[Correction: The original version of this story incorrectly identified the creator of Facebook. The version below is correct.]
Last night, in what amounted to an online rebellion akin to ’60s-era war protests, nearly 100,000 college students banged on Facebook’s cyberspace door, railing against the “stalkerish” changes made late Monday to the popular college networking site.
No capital letter, exclamation or F-word was restrained in wall postings on students’ Facebook pages across the country as users ranted against the changes, which effectively make transparent the long-sacred (and secret) practice of compulsively checking the site of every person they’ve ever eyeballed across a classroom.
“It creeps the bejesus out of me,” said senior history and economics major Paola Luisi. “Big Brother would be proud.”
The moment an account holder accepts friend requests, joins or declines a group, edits their profile or writes on someone’s wall, a blurb appears right beneath the individual’s basic information, such as name, school and birthday, stating what he or she’s done and when he or she did it.
The site also offers a “Mini-feed,” which focuses on the actions of one person, displaying any profile changes or additions they make.
“I hate it,” junior marketing major Lindsey Schwalb said. “They put the news feed in the middle of the profile, so basically you see the person’s name and what they’ve done for the last five days. I think it’s very creepy and a lot more stalker-ish than it used to be.”
Facebook officials stand by the site’s new features, saying they fall in line with the website’s purpose. “It’s our goal to provide a tool that helps people understand what’s going on with the people around them; all of our additions and changes contribute towards this goal,” Facebook founder Mark Zuckerberg said last Wednesday in an online blog. “The new things we’re going to launch will do the same.”
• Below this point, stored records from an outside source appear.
// crates/accolade-daemon/src/main.rs
//
// Binary entrypoint for the Accolade ledger daemon.
//
// Parses CLI arguments, loads configuration, initializes tracing, opens the
// selected Ledger Store, and serves the ledger over JSON-RPC until Ctrl-C.

mod config;

use std::sync::Arc;
use std::time::Instant;

use clap::Parser;
use config::{DaemonConfig, StorageKind};

use accolade_core::LedgerStore;
use accolade_ledger::EndorsementLedger;
use accolade_rpc::{AccoladeRpcServer, RpcConfig};
use accolade_store::{MemoryStore, RocksStore};

/// Accolade daemon: serves the endorsement ledger over JSON-RPC.
#[derive(Parser, Debug)]
#[command(name = "accolade-daemon", version = "0.1.0", about = "Accolade endorsement ledger daemon")]
struct Args {
    /// Path to the TOML configuration file.
    #[arg(long, default_value = "~/.accolade/config.toml")]
    config: String,

    /// Ledger Store backend; overrides the config file.
    #[arg(long, value_enum)]
    storage: Option<StorageKind>,
}

#[tokio::main]
async fn main() -> Result<(), Box<dyn std::error::Error>> {
    let args = Args::parse();

    // Load configuration from TOML file, falling back to defaults if the file
    // is not found. Reported once tracing is up.
    let loaded = DaemonConfig::load(&args.config);
    let mut daemon_config = match &loaded {
        Ok(cfg) => cfg.clone(),
        Err(_) => DaemonConfig::default(),
    };

    // Initialize tracing subscriber for structured logging. RUST_LOG wins
    // over the configured level.
    let default_level = daemon_config.log_level.clone();
    tracing_subscriber::fmt()
        .with_env_filter(
            tracing_subscriber::EnvFilter::try_from_default_env()
                .unwrap_or_else(|_| tracing_subscriber::EnvFilter::new(default_level)),
        )
        .init();

    match loaded {
        Ok(_) => tracing::info!("Loaded configuration from {}", args.config),
        Err(e) => tracing::warn!(
            "Could not load config from {}: {}. Using defaults.",
            args.config,
            e
        ),
    }

    // CLI --storage flag overrides the config file value.
    if let Some(storage) = args.storage {
        daemon_config.storage = storage;
    }

    tracing::info!("Accolade Daemon v0.1.0");
    tracing::info!("Storage: {:?}", daemon_config.storage);
    tracing::info!(
        "RPC endpoint: {}:{}",
        daemon_config.rpc_host,
        daemon_config.rpc_port
    );

    match daemon_config.storage {
        StorageKind::Rocksdb => {
            let data_dir = config::expand_tilde(&daemon_config.data_dir);
            std::fs::create_dir_all(&data_dir)?;
            let db_path = daemon_config.ledger_db_path();
            let store = RocksStore::open(&db_path)
                .map_err(|e| format!("Failed to open RocksDB at {}: {}", db_path, e))?;
            serve(store, &daemon_config).await
        }
        StorageKind::Memory => {
            tracing::warn!("Using in-memory ledger store; endorsements are lost on exit");
            serve(MemoryStore::new(), &daemon_config).await
        }
    }
}

/// Build the ledger over `store` and serve it until Ctrl-C.
async fn serve<S: LedgerStore + 'static>(
    store: S,
    daemon_config: &DaemonConfig,
) -> Result<(), Box<dyn std::error::Error>> {
    let ledger = Arc::new(EndorsementLedger::new(store).with_config(daemon_config.ledger.clone())?);

    let rpc_config = RpcConfig {
        host: daemon_config.rpc_host.clone(),
        port: daemon_config.rpc_port,
    };
    let rpc_server = AccoladeRpcServer::new(rpc_config, ledger).with_start_time(Instant::now());

    let shutdown = async {
        if let Err(e) = tokio::signal::ctrl_c().await {
            tracing::error!("Failed to listen for shutdown signal: {}", e);
            std::future::pending::<()>().await;
        }
        tracing::info!("Shutdown signal received");
    };

    rpc_server
        .serve_with_shutdown(shutdown)
        .await
        .map_err(|e| format!("RPC server error: {}", e))?;

    Ok(())
}
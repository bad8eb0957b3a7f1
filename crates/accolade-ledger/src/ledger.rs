// crates/accolade-ledger/src/ledger.rs
//
// EndorsementLedger: the service object tying the store handle, clock,
// and configuration together. Operations live in writer.rs, reader.rs,
// remover.rs, and rank.rs.

use std::sync::Arc;

use accolade_core::{Clock, LedgerError, LedgerStore, SystemClock};

use crate::config::LedgerConfig;
use crate::retry::RetryPolicy;

/// The endorsement ledger over a `LedgerStore` backend.
///
/// Holds no mutable state of its own; it is safe to share behind an `Arc`
/// and call from many threads at once.
pub struct EndorsementLedger<S> {
    pub(crate) store: S,
    pub(crate) clock: Arc<dyn Clock>,
    pub(crate) config: LedgerConfig,
    pub(crate) retry: RetryPolicy,
}

impl<S: LedgerStore> EndorsementLedger<S> {
    /// Create a ledger with default configuration and the system clock.
    pub fn new(store: S) -> Self {
        let config = LedgerConfig::default();
        Self {
            store,
            clock: Arc::new(SystemClock),
            retry: config.retry_policy(),
            config,
        }
    }

    /// Replace the configuration.
    pub fn with_config(mut self, config: LedgerConfig) -> Result<Self, LedgerError> {
        config.validate()?;
        self.retry = config.retry_policy();
        self.config = config;
        Ok(self)
    }

    /// Replace the timestamp source.
    pub fn with_clock(mut self, clock: Arc<dyn Clock>) -> Self {
        self.clock = clock;
        self
    }

    pub fn store(&self) -> &S {
        &self.store
    }

    pub fn config(&self) -> &LedgerConfig {
        &self.config
    }
}

impl<S> std::fmt::Debug for EndorsementLedger<S> {
    fn fmt(&self, f: &mut std::fmt::Formatter<'_>) -> std::fmt::Result {
        f.debug_struct("EndorsementLedger")
            .field("config", &self.config)
            .finish()
    }
}
// crates/accolade-core/src/recipient.rs
//
// Aggregated view of the endorsements a user has received.

use std::collections::BTreeMap;

use serde::{Deserialize, Serialize};

use crate::endorsement::{Endorsement, UserId};

/// Recipient-facing aggregate: edge counts and weights per domain.
#[derive(Debug, Clone, PartialEq, Eq, Serialize, Deserialize)]
#[serde(rename_all = "camelCase")]
pub struct RecipientSummary {
    pub recipient_id: UserId,
    /// Number of incoming edges.
    pub total: u64,
    /// Number of incoming edges per domain.
    pub count_by_domain: BTreeMap<String, u64>,
    /// Sum of incoming edge weights per domain.
    pub weight_by_domain: BTreeMap<String, u64>,
    /// Endorser ids per domain, ascending.
    pub endorsers_by_domain: BTreeMap<String, Vec<UserId>>,
}

impl RecipientSummary {
    /// Fold a recipient's edges into a summary. Edges for other recipients
    /// are ignored.
    pub fn from_edges(recipient_id: UserId, edges: &[Endorsement]) -> Self {
        let mut summary = Self {
            recipient_id,
            total: 0,
            count_by_domain: BTreeMap::new(),
            weight_by_domain: BTreeMap::new(),
            endorsers_by_domain: BTreeMap::new(),
        };

        for edge in edges.iter().filter(|e| e.recipient_id == summary.recipient_id) {
            let domain = edge.domain.as_str().to_string();
            summary.total += 1;
            *summary.count_by_domain.entry(domain.clone()).or_insert(0) += 1;
            let w = summary.weight_by_domain.entry(domain.clone()).or_insert(0);
            *w = w.saturating_add(edge.weight);
            summary
                .endorsers_by_domain
                .entry(domain)
                .or_default()
                .push(edge.endorser_id.clone());
        }

        for endorsers in summary.endorsers_by_domain.values_mut() {
            endorsers.sort();
        }

        summary
    }
}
Thousands of students feel Zuckerberg’s concept of “understanding” goes too far, calling it an invasion of privacy.
“Since the school is so small and Facebook is used for stalking people, people can look at everything you do and a stranger can get to know you as well as a close friend – and that makes me uncomfortable,” said senior neurobiology and physiology major Sami Tannouri.
The student response has been unimaginable, with a legion of Facebook groups and thousands of blog entries popping up opposing the changes.
Groups like “Students against Facebook News Feed (Official Petition to Facebook)” have recruited nearly 100,000 students by Tuesday night.
“They kind of sprung a huge change on Facebook with no warning,” Tannouri said. “I haven’t heard anything really positive; it just raises privacy concerns and I think that was a bad move on Facebook’s part.”
Not all site users took negatively to the adjustments, however, and many said they really don’t change much about student’s secrecy.
“I believe that those who think that the new layout makes Facebook more user-friendly for stalkers don’t realize that this is all information that they could get anyway,” said freshman computer engineering major Seth Weinstein. “It just summarizes it. If people really want to keep their information safe, then they shouldn’t post it on Facebook at all.”
No matter what side of the issue one stands on, the only students benefitting from the site’s changes are the stalkers themselves, said sophomore psychology major Erica Zippert.
“I like knowing what everyone’s doing at times. It does the dirty work for you,”she said.